Cdx1 O Plasmídeo de Ativação CRISPR (h) oferece uma abordagem direcionada e não destrutiva para regular positivamente a expressão endógena de CDX1 sem alterar a sequência de ADN subjacente.
Cdx1 O Plasmídeo de Ativação CRISPR (h) é um sistema mediador de ativação sinérgica (SAM) de três plasmídeos, concebido para a regulação positiva transcricional altamente eficiente e específica do locus CDX1 em linhas celulares humanas. O sistema é construído em torno de uma Cas9 cataliticamente inativa (dCas9) portadora de duas mutações inativadoras (D10A e N863A) que eliminam a atividade nuclease, preservando simultaneamente a ligação ao ADN. Esta dCas9 é fundida com VP64, um potente ativador transcricional, e é coexpressa com um gene de resistência à blasticidina para seleção. O segundo plasmídeo codifica a proteína de fusão MS2-p65-HSF1, um complexo ativador secundário que atua em conjunto com o dCas9-VP64, juntamente com um gene de resistência à higromicina. O terceiro plasmídeo codifica um sgRNA de 20 nt específico para o alvo, fundido a dois aptâmeros de RNA MS2 que recrutam o complexo MS2-p65-HSF1 para o local de ativação, acompanhado por um gene de resistência à puromicina. Os três plasmídeos são administrados numa proporção de massa de 1:1:1 para uma expressão equilibrada de todos os componentes do sistema.

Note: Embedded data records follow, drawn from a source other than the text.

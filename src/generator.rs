//! Random password generator.
//!
//! Every generated password contains at least one lowercase letter, one
//! uppercase letter, one digit and one special character, so it always
//! passes the scorer's variety checks. Repeated or sequential characters
//! are not filtered out.

use rand::seq::SliceRandom;
use rand::Rng;
use secrecy::SecretString;

use crate::charset::{self, CLASSES};

/// Shortest password the generator produces.
pub const MIN_LENGTH: usize = 8;
/// Upper bound callers are expected to offer. Not enforced here.
pub const MAX_LENGTH: usize = 32;
pub const DEFAULT_LENGTH: usize = 12;

/// Generates a password of `length` characters using the thread RNG.
///
/// Lengths below [`MIN_LENGTH`] are raised to it.
pub fn generate_password(length: usize) -> SecretString {
    generate_password_with(&mut rand::thread_rng(), length)
}

/// Generates a password of [`DEFAULT_LENGTH`] characters.
pub fn generate_default_password() -> SecretString {
    generate_password(DEFAULT_LENGTH)
}

/// Generates a password drawing from the given random source.
pub fn generate_password_with<R: Rng>(rng: &mut R, length: usize) -> SecretString {
    let length = length.max(MIN_LENGTH);

    // One of each class, then the rest from the full pool.
    let mut password: Vec<u8> = CLASSES.iter().map(|class| pick(rng, class)).collect();

    let pool = charset::all();
    password.extend((CLASSES.len()..length).map(|_| pick(rng, &pool)));

    password.shuffle(rng);

    #[cfg(feature = "tracing")]
    tracing::debug!("Generated password of {} characters", password.len());

    let password: String = password.into_iter().map(char::from).collect();
    SecretString::new(password.into())
}

fn pick<R: Rng>(rng: &mut R, class: &[u8]) -> u8 {
    class[rng.gen_range(0..class.len())]
}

Uma vez montado no locus alvo, o complexo SAM liga-se a cerca de 200 pb a montante do local de início da transcrição CDX1, onde VP64, p65 e HSF1 atuam em conjunto para recrutar a maquinaria transcricional e impulsionar a regulação positiva da expressão endógena de Cdx1. Ao contrário da Cas9 com atividade nuclease, o dCas9 não introduz quebras de cadeia dupla nem modifica a sequência genómica, preservando o locus CDX1 nativo e permitindo o estudo de respostas transcricionais dependentes de Cdx1 no locus endógeno, tornando-o uma ferramenta valiosa para estudos funcionais, identificação de genes-alvo e modelagem da restauração da via Cdx1 em células tumorais com expressão de CDX1 silenciada ou reduzida.
Apenas para uso em investigação. Não se destina a uso diagnóstico ou terapêutico.